The GOES M3 spot price index fell by 4% in October while no action has been taken on the Section 232 steel import investigation.
China has gone on the offensive, specifically calling foul on the U.S.’s decision not to grant China MES (market economy status). This and the Section 232 investigations have real implications for GOES markets and specifically the sole domestic producer AK Steel.
AK Steel missed its most recent earnings estimates, blaming lower automotive demand and shipments, lower average sales prices during Q3 and rising GOES imports, according to Market Realist.
But AK also cited higher LIFO charges and rising raw material costs.

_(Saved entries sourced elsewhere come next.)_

//! Error type shared by the buffers, schedulers and drivers

use ufmt::{uDisplay, uWrite, Formatter};

#[derive(Debug, Clone, Copy, PartialEq, Eq)]
pub enum Error {
    /// Ring buffer has no free slot
    Full,
    /// Ring buffer has nothing to read
    Empty,
    /// Channel or motor index past the configured count
    IndexOutOfRange,
    /// Pulse scheduler built with zero channels
    NoChannels,
    /// More channels than pulses that fit in one frame
    TooManyChannels,
}

pub type Result<T> = core::result::Result<T, Error>;

impl Error {
    pub const fn as_str(&self) -> &'static str {
        match self {
            Error::Full => "buffer full",
            Error::Empty => "buffer empty",
            Error::IndexOutOfRange => "index out of range",
            Error::NoChannels => "no channels",
            Error::TooManyChannels => "too many channels for frame",
        }
    }
}

impl uDisplay for Error {
    fn fmt<W>(&self, f: &mut Formatter<'_, W>) -> core::result::Result<(), W::Error>
    where
        W: uWrite + ?Sized,
    {
        f.write_str(self.as_str())
    }
}
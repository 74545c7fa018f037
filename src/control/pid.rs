//! PID controller over borrowed signal slots

use core::cell::Cell;

/// PID controller configuration
#[derive(Debug, Clone, Copy, PartialEq)]
pub struct PidConfig {
    pub kp: f64,
    pub ki: f64,
    pub kd: f64,
    /// Integrator clamp, applied as `±i_max`
    pub i_max: f64,
    /// Derivative clamp (before `kd`), applied as `±d_max`
    pub d_max: f64,
    /// Output clamp, applied as `±out_max`
    pub out_max: f64,
}

impl Default for PidConfig {
    fn default() -> Self {
        Self {
            kp: 1.0,
            ki: 0.0,
            kd: 0.0,
            i_max: 50.0,
            d_max: 100.0,
            out_max: 100.0,
        }
    }
}

/// One control loop.
///
/// Reads `setpoint` and `measurement` and writes `output` on every step. The
/// slots belong to the caller, and several controllers may share one, e.g.
/// an outer loop's output feeding an inner loop's setpoint.
pub struct PidController<'a> {
    setpoint: &'a Cell<f64>,
    measurement: &'a Cell<f64>,
    output: &'a Cell<f64>,
    config: PidConfig,
    sum: f64,
    last: f64,
}

#[inline]
fn clamp(v: f64, limit: f64) -> f64 {
    if v < -limit {
        -limit
    } else if v > limit {
        limit
    } else {
        v
    }
}

impl<'a> PidController<'a> {
    pub fn new(
        setpoint: &'a Cell<f64>,
        measurement: &'a Cell<f64>,
        output: &'a Cell<f64>,
        config: PidConfig,
    ) -> Self {
        Self {
            setpoint,
            measurement,
            output,
            config,
            sum: 0.0,
            last: 0.0,
        }
    }

    /// Run one update over `dt` seconds. A zero, negative or non-finite `dt`
    /// leaves the state and the output slot untouched.
    pub fn step(&mut self, dt: f64) {
        if !(dt.is_finite() && dt > 0.0) {
            return;
        }

        let error = self.setpoint.get() - self.measurement.get();

        self.sum = clamp(self.sum + error * dt, self.config.i_max);

        let derivative = clamp((error - self.last) / dt, self.config.d_max);
        self.last = error;

        let y = self.config.kp * error + self.config.ki * self.sum + self.config.kd * derivative;
        self.output.set(clamp(y, self.config.out_max));
    }

    /// Clear integrator and derivative history. Never called automatically.
    pub fn reset(&mut self) {
        self.sum = 0.0;
        self.last = 0.0;
    }

    pub fn configure(&mut self, config: PidConfig) {
        self.config = config;
    }

    #[inline]
    pub fn config(&self) -> &PidConfig {
        &self.config
    }

    /// Integrator accumulator
    #[inline]
    pub fn sum(&self) -> f64 {
        self.sum
    }

    #[inline]
    pub fn last_error(&self) -> f64 {
        self.last
    }
}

According to AK Steel CEO Roger Newport in the company’s most recent earnings call Oct. 30, “Yet as the only steel manufacturer Grain Oriented Electrical Steel in United States, we’re battling some of the highest import levels in years. Imports of Grain Oriented Electrical Steel or GOES have increased by more than 260% year-over-year and these imports are coming primarily from South Korea, China and Japan.” He added imports had flooded the market in anticipation of the Section 232 process.

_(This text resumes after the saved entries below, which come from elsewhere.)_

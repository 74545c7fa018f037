use std::env;

const DEFAULT_FREQ_HZ: &str = "16000000";

fn main() {
    println!("cargo:rerun-if-env-changed=AVR_CPU_FREQUENCY_HZ");
    println!("cargo:rerun-if-changed=build.rs");

    // CPU frequency for timing calculations, parsed in config.rs
    let freq = env::var("AVR_CPU_FREQUENCY_HZ").unwrap_or_else(|_| DEFAULT_FREQ_HZ.into());
    if freq.is_empty() || !freq.bytes().all(|b| b.is_ascii_digit()) {
        panic!("AVR_CPU_FREQUENCY_HZ must be a decimal number of Hz, got {:?}", freq);
    }
    println!("cargo:rustc-env=MCU_FREQ_HZ={}", freq);

    // Only the AVR link needs the MCU argument; host builds run the unit tests
    let target = env::var("TARGET").unwrap_or_default();
    if target.contains("avr") {
        println!("cargo:rustc-link-arg=-mmcu=atmega328p");
    }
}
//! Software-multiplexed servo pulses on one compare timer.
//!
//! The frame (typically 20ms) is cut into `N` equal slots. Each slot starts
//! with its channel's pin driven high for the commanded pulse width and spends
//! the rest of the slot low, then the next channel takes over:
//!
//! ```text
//!       |<- slot 0 ->|<- slot 1 ->|<- slot 2 ->|<- slot 0
//!  ch0  ‾‾‾‾_______________________________________‾‾‾‾____
//!  ch1  _____________‾‾‾‾‾‾_________________________________
//!  ch2  __________________________‾‾________________________
//! ```
//!
//! One timer interrupt per edge, at most one pin high at any time, and the
//! frame length does not depend on the commanded widths.
//!
//! Setpoints live in a [`DutyTable`] that main code writes through `&self`
//! (usually from a `static`), while the interrupt owns the
//! [`PulseScheduler`] with the pins and the timer.

use core::cell::RefCell;
use critical_section::Mutex;
use embedded_hal::digital::v2::OutputPin;

use crate::config::ServoTiming;
use crate::error::{Error, Result};
use crate::hal::CompareTimer;

/// Per-channel pulse widths in timer ticks
pub struct DutyTable<const N: usize> {
    timing: ServoTiming,
    ticks: Mutex<RefCell<[u16; N]>>,
}

impl<const N: usize> DutyTable<N> {
    /// All channels start at the minimum pulse width
    pub const fn new(timing: ServoTiming) -> Self {
        Self {
            timing,
            ticks: Mutex::new(RefCell::new([timing.min_ticks; N])),
        }
    }

    #[inline]
    pub fn timing(&self) -> ServoTiming {
        self.timing
    }

    #[inline]
    pub const fn channels(&self) -> usize {
        N
    }

    /// Map `percent` (0.0..=1.0) onto the pulse range. Out-of-range values
    /// are clamped, NaN counts as 0.
    pub fn percent_to_ticks(&self, percent: f32) -> u16 {
        let percent = if percent > 1.0 {
            1.0
        } else if percent > 0.0 {
            percent
        } else {
            0.0
        };
        let span = self.timing.max_ticks.saturating_sub(self.timing.min_ticks);
        self.timing.min_ticks + (percent * span as f32) as u16
    }

    /// Map a full-scale byte (0x00..=0xFF) onto the pulse range
    pub fn raw_to_ticks(&self, value: u8) -> u16 {
        let span = self.timing.max_ticks.saturating_sub(self.timing.min_ticks) as u32;
        self.timing.min_ticks + (value as u32 * span / 0xFF) as u16
    }

    pub fn set_channel(&self, index: usize, percent: f32) -> Result<()> {
        self.store(index, self.percent_to_ticks(percent))
    }

    pub fn set_channel_raw(&self, index: usize, value: u8) -> Result<()> {
        self.store(index, self.raw_to_ticks(value))
    }

    pub fn set_all_channels(&self, percent: f32) {
        let ticks = self.percent_to_ticks(percent);
        for index in 0..N {
            // index < N always holds here
            let _ = self.store(index, ticks);
        }
    }

    pub fn set_all_channels_raw(&self, value: u8) {
        let ticks = self.raw_to_ticks(value);
        for index in 0..N {
            let _ = self.store(index, ticks);
        }
    }

    pub fn set_channels(&self, percents: &[f32; N]) {
        for (index, &percent) in percents.iter().enumerate() {
            let _ = self.set_channel(index, percent);
        }
    }

    pub fn set_channels_raw(&self, values: &[u8; N]) {
        for (index, &value) in values.iter().enumerate() {
            let _ = self.set_channel_raw(index, value);
        }
    }

    pub fn duty_ticks(&self, index: usize) -> Result<u16> {
        if index >= N {
            return Err(Error::IndexOutOfRange);
        }
        Ok(self.load(index))
    }

    // Ticks are 16 bits wide, so both sides go through the critical section
    fn store(&self, index: usize, ticks: u16) -> Result<()> {
        if index >= N {
            return Err(Error::IndexOutOfRange);
        }
        critical_section::with(|cs| self.ticks.borrow(cs).borrow_mut()[index] = ticks);
        Ok(())
    }

    #[inline]
    fn load(&self, index: usize) -> u16 {
        critical_section::with(|cs| self.ticks.borrow(cs).borrow()[index])
    }
}

#[derive(Debug, Clone, Copy, PartialEq, Eq)]
pub enum Phase {
    /// Current channel's pin is high, pulse in flight
    High,
    /// Pulse finished, waiting out the rest of the slot
    Low,
}

/// Interrupt-side state machine driving `N` pins from one compare timer
pub struct PulseScheduler<'a, P, T, const N: usize> {
    duties: &'a DutyTable<N>,
    pins: [P; N],
    timer: T,
    slot_ticks: u16,
    current: usize,
    phase: Phase,
    // Width actually emitted for the current pulse, so the low phase tops
    // the slot up exactly even if the setpoint changes mid-pulse
    active_ticks: u16,
    running: bool,
}

impl<'a, P, T, E, const N: usize> PulseScheduler<'a, P, T, N>
where
    P: OutputPin<Error = E>,
    T: CompareTimer,
{
    /// Take over the pins and the timer. Resets every setpoint to the minimum
    /// pulse; nothing is emitted until [`start`](Self::start).
    pub fn new(duties: &'a DutyTable<N>, pins: [P; N], timer: T) -> Result<Self> {
        let timing = duties.timing();
        if N == 0 {
            return Err(Error::NoChannels);
        }
        if N > timing.max_channels() {
            return Err(Error::TooManyChannels);
        }

        duties.set_all_channels_raw(0);

        Ok(Self {
            duties,
            pins,
            timer,
            slot_ticks: timing.frame_ticks / N as u16,
            current: 0,
            phase: Phase::Low,
            active_ticks: 0,
            running: false,
        })
    }

    /// Drive every pin low, raise channel 0 and arm the timer for its pulse
    pub fn start(&mut self) -> core::result::Result<(), E> {
        for pin in self.pins.iter_mut() {
            pin.set_low()?;
        }

        self.current = 0;
        self.active_ticks = self.duties.load(0).max(1);
        self.pins[0].set_high()?;
        self.phase = Phase::High;
        self.running = true;
        self.timer.start(self.active_ticks);
        Ok(())
    }

    /// Compare-match handler: advance one edge
    pub fn on_compare(&mut self) -> core::result::Result<(), E> {
        if !self.running {
            return Ok(());
        }

        match self.phase {
            Phase::High => {
                self.pins[self.current].set_low()?;
                let rest = self.slot_ticks.saturating_sub(self.active_ticks);
                if rest == 0 {
                    // Pulse filled its whole slot: the next channel starts on this edge
                    self.raise_next()?;
                } else {
                    self.timer.arm(rest);
                    self.phase = Phase::Low;
                }
            }
            Phase::Low => self.raise_next()?,
        }
        Ok(())
    }

    fn raise_next(&mut self) -> core::result::Result<(), E> {
        self.current = if self.current + 1 >= N { 0 } else { self.current + 1 };
        self.active_ticks = self.duties.load(self.current).max(1);
        self.pins[self.current].set_high()?;
        self.timer.arm(self.active_ticks);
        self.phase = Phase::High;
        Ok(())
    }

    /// Stop the timer and leave every pin low
    pub fn stop(&mut self) -> core::result::Result<(), E> {
        self.timer.stop();
        self.running = false;
        self.phase = Phase::Low;
        for pin in self.pins.iter_mut() {
            pin.set_low()?;
        }
        Ok(())
    }

    /// Level this scheduler is driving on channel `index`
    pub fn is_high(&self, index: usize) -> bool {
        self.running && self.phase == Phase::High && self.current == index
    }

    #[inline]
    pub fn current(&self) -> usize {
        self.current
    }

    #[inline]
    pub fn phase(&self) -> Phase {
        self.phase
    }

    #[inline]
    pub fn slot_ticks(&self) -> u16 {
        self.slot_ticks
    }

    #[inline]
    pub fn is_running(&self) -> bool {
        self.running
    }

    pub fn release(self) -> ([P; N], T) {
        (self.pins, self.timer)
    }
}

In reality, as reported by MetalMiner previously, the import surge has come largely from Japan which supplies the U.S. with grades of GOES not currently produced by AK Steel. Moreover, for the past two years, it’s hard to see an import surge from either Korea or China.
Meanwhile, from a demand perspective, ABB has shifted its manufacturing footprint by shuttering power-transforming production in St. Louis and investing instead in its South Boston and Crystal Springs locations.